# What is being asked
The lines from the start of the data through the line containing "pub struct Scheduler" are to be reproduced exactly, both ends included.

----- Data records -----

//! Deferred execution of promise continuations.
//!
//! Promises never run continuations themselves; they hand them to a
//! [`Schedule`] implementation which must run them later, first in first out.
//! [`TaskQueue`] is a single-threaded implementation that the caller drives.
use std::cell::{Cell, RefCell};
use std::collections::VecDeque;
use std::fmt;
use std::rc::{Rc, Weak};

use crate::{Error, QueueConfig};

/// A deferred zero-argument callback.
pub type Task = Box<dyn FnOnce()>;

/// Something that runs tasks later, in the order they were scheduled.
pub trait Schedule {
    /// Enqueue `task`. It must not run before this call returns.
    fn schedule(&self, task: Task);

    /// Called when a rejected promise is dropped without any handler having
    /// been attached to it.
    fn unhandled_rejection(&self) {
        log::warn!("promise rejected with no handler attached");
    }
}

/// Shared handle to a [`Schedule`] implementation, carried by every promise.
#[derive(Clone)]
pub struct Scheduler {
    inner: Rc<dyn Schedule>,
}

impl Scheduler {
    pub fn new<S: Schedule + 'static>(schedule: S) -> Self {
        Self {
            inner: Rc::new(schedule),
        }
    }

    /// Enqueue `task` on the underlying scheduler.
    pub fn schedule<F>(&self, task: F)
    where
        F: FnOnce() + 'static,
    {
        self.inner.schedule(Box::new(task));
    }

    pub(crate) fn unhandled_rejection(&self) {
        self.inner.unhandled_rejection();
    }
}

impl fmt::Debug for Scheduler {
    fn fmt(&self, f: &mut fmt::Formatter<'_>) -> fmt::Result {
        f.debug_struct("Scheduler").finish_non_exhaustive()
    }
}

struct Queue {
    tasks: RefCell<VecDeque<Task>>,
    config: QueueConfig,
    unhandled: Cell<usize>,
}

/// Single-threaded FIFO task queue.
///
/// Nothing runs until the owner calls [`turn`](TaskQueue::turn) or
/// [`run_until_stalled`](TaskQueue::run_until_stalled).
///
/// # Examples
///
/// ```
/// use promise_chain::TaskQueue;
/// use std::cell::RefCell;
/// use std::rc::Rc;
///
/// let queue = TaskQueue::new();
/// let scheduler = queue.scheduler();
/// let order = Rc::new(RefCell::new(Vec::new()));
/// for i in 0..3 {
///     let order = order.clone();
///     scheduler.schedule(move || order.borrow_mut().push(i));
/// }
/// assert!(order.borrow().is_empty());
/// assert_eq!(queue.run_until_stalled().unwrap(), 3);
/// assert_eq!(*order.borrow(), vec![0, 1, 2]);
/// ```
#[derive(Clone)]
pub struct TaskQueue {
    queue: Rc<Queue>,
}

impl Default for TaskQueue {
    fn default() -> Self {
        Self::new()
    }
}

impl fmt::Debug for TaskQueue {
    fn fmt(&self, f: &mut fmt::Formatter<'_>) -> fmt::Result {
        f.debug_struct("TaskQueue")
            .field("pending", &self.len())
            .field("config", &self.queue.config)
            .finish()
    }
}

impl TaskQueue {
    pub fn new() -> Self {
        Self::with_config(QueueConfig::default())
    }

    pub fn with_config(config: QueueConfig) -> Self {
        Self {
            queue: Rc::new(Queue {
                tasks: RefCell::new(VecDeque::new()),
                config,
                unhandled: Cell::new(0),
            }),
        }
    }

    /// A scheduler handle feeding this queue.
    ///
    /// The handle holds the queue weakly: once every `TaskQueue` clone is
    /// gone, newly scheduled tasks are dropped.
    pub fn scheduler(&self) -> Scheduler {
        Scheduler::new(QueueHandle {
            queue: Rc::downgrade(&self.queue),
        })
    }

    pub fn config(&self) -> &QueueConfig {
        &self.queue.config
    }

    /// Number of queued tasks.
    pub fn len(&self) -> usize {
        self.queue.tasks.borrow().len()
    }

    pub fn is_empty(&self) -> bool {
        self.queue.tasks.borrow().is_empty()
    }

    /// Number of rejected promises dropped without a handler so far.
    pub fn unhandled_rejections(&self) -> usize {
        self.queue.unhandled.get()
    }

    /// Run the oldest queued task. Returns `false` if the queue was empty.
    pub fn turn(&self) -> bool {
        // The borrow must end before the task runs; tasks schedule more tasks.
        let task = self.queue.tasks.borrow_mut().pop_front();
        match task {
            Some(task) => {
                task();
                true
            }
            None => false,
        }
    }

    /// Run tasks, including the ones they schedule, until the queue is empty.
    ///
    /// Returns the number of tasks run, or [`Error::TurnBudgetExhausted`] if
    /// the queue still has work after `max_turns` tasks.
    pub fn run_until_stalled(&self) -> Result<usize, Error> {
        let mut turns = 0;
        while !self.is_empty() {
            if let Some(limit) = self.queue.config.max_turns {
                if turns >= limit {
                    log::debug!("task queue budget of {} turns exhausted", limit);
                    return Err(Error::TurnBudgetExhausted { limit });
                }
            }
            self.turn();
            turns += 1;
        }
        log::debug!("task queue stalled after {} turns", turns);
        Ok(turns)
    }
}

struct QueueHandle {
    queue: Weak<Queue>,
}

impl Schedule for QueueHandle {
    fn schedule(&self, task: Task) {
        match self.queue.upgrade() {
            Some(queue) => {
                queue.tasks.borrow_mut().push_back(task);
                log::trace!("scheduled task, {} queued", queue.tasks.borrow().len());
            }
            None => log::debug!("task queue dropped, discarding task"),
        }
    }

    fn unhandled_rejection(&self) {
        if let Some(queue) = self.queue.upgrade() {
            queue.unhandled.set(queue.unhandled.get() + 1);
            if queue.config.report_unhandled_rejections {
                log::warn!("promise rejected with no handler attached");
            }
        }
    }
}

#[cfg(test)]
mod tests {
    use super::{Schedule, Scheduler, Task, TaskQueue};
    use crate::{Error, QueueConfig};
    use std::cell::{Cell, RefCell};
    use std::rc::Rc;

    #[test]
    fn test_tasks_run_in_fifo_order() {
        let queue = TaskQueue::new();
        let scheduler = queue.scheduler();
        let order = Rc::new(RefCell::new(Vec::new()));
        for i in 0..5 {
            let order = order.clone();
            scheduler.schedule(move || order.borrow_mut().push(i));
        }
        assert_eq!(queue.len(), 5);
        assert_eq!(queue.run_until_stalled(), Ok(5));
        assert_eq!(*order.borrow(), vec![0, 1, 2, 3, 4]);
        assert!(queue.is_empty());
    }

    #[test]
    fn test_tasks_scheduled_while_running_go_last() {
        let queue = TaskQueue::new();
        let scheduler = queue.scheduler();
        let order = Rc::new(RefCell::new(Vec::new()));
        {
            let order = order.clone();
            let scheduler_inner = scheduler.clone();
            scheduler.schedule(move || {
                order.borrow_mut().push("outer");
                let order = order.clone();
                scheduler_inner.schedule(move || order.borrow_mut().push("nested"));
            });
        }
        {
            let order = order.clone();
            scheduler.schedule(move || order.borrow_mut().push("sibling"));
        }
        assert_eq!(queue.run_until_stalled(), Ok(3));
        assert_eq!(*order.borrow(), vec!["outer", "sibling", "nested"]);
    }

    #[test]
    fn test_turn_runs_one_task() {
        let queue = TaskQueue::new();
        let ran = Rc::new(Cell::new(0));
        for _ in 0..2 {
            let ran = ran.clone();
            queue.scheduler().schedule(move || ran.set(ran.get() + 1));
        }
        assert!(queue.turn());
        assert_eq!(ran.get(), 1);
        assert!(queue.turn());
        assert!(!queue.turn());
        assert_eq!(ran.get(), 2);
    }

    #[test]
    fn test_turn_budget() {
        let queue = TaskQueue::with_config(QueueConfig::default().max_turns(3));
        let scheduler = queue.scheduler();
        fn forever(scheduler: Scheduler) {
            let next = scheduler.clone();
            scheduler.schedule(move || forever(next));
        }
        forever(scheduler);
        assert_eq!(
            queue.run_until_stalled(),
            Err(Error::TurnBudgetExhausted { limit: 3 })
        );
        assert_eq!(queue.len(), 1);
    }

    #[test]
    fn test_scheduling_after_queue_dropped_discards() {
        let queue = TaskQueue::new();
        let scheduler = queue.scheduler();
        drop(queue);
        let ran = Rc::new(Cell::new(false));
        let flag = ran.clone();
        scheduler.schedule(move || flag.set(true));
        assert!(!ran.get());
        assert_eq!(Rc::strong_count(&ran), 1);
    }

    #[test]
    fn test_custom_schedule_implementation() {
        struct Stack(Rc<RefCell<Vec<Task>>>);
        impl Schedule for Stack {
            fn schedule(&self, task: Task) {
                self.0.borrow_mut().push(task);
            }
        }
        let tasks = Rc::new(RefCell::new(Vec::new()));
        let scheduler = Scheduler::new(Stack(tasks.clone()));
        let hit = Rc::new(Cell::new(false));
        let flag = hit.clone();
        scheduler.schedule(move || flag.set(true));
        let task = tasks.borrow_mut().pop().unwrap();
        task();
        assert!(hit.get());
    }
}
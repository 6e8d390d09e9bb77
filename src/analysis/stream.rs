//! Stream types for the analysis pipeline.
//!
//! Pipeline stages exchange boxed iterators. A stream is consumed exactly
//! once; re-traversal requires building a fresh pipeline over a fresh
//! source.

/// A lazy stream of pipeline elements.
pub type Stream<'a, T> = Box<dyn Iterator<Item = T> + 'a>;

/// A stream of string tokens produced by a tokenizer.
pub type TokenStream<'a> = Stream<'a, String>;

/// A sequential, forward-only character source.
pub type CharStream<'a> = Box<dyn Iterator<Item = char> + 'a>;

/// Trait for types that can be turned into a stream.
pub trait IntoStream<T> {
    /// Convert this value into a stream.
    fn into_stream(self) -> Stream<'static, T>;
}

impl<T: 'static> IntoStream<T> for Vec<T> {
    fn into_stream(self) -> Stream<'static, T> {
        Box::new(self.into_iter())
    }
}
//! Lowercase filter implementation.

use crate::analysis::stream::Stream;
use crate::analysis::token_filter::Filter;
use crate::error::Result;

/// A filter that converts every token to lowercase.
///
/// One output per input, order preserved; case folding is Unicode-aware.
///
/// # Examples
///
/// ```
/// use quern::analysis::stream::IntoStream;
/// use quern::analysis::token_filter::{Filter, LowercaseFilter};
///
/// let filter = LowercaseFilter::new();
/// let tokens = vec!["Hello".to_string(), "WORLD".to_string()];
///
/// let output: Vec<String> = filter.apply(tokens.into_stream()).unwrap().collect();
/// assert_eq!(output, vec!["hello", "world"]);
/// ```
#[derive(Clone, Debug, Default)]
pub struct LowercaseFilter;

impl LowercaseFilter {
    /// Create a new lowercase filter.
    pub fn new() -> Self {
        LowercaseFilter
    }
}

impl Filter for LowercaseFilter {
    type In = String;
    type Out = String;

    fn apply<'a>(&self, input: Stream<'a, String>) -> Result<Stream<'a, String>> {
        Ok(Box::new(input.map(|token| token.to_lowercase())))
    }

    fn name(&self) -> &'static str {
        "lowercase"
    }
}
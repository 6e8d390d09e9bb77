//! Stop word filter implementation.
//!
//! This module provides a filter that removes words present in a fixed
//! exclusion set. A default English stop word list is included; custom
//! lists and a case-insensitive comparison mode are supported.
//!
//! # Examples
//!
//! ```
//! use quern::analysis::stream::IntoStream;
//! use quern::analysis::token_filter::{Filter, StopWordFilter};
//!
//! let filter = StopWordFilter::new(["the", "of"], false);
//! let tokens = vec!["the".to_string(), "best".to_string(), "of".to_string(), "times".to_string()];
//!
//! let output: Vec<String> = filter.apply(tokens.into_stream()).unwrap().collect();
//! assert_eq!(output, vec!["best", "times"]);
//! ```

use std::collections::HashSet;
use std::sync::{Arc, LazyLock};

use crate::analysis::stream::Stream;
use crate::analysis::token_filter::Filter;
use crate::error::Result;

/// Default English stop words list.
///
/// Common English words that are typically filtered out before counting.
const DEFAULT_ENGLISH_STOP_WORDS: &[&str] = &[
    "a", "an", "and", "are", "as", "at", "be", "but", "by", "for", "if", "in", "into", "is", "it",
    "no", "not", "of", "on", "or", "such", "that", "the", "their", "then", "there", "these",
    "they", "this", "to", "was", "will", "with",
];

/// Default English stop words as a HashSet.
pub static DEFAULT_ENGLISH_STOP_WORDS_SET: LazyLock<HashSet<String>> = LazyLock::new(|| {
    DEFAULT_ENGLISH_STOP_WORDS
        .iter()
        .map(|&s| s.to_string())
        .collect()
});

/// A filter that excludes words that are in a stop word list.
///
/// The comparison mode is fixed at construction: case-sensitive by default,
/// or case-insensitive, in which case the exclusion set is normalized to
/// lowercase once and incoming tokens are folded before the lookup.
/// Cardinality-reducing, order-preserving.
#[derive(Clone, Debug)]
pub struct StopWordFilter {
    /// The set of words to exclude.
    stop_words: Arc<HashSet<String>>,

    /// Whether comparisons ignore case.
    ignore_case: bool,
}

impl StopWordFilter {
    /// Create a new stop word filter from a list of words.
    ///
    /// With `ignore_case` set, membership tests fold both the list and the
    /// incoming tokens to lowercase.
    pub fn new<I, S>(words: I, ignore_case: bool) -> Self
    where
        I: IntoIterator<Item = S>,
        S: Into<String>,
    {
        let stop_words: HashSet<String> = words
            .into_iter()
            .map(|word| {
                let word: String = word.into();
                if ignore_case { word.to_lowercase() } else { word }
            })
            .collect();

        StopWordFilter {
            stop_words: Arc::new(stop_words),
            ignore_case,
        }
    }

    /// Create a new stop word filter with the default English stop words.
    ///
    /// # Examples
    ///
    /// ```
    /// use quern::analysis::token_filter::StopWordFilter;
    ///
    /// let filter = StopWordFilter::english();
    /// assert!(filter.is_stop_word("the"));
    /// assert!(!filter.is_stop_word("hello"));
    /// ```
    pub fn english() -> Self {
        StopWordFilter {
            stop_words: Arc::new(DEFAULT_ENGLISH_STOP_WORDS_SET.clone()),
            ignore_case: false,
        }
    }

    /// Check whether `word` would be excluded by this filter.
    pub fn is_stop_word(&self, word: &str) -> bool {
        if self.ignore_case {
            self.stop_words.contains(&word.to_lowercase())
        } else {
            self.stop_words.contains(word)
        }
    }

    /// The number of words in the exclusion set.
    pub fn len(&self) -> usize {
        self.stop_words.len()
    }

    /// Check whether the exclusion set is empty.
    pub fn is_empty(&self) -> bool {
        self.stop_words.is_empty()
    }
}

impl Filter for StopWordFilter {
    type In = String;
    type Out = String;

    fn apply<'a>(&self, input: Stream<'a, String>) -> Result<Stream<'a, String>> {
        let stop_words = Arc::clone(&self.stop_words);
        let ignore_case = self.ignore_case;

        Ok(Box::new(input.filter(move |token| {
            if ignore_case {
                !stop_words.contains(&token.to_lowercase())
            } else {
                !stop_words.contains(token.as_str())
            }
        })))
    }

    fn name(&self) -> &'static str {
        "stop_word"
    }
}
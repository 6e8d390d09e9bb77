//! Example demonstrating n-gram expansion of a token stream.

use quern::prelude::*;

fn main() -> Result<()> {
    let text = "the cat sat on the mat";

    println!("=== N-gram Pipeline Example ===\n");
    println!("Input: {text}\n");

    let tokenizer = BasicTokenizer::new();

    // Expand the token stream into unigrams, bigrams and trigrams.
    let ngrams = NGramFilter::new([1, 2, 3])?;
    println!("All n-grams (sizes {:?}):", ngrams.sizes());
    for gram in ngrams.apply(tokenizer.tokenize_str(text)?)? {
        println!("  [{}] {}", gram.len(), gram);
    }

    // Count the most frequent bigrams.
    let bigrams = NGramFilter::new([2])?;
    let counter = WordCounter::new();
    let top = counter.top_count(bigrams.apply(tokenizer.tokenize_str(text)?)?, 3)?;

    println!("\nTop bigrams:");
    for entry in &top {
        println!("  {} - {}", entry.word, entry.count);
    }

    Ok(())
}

-----

# Output for this exercise
//! Deferred execution of promise continuations.
//!
//! Promises never run continuations themselves; they hand them to a
//! [`Schedule`] implementation which must run them later, first in first out.
//! [`TaskQueue`] is a single-threaded implementation that the caller drives.
use std::cell::{Cell, RefCell};
use std::collections::VecDeque;
use std::fmt;
use std::rc::{Rc, Weak};

use crate::{Error, QueueConfig};

/// A deferred zero-argument callback.
pub type Task = Box<dyn FnOnce()>;

/// Something that runs tasks later, in the order they were scheduled.
pub trait Schedule {
    /// Enqueue `task`. It must not run before this call returns.
    fn schedule(&self, task: Task);

    /// Called when a rejected promise is dropped without any handler having
    /// been attached to it.
    fn unhandled_rejection(&self) {
        log::warn!("promise rejected with no handler attached");
    }
}

/// Shared handle to a [`Schedule`] implementation, carried by every promise.
#[derive(Clone)]
pub struct Scheduler {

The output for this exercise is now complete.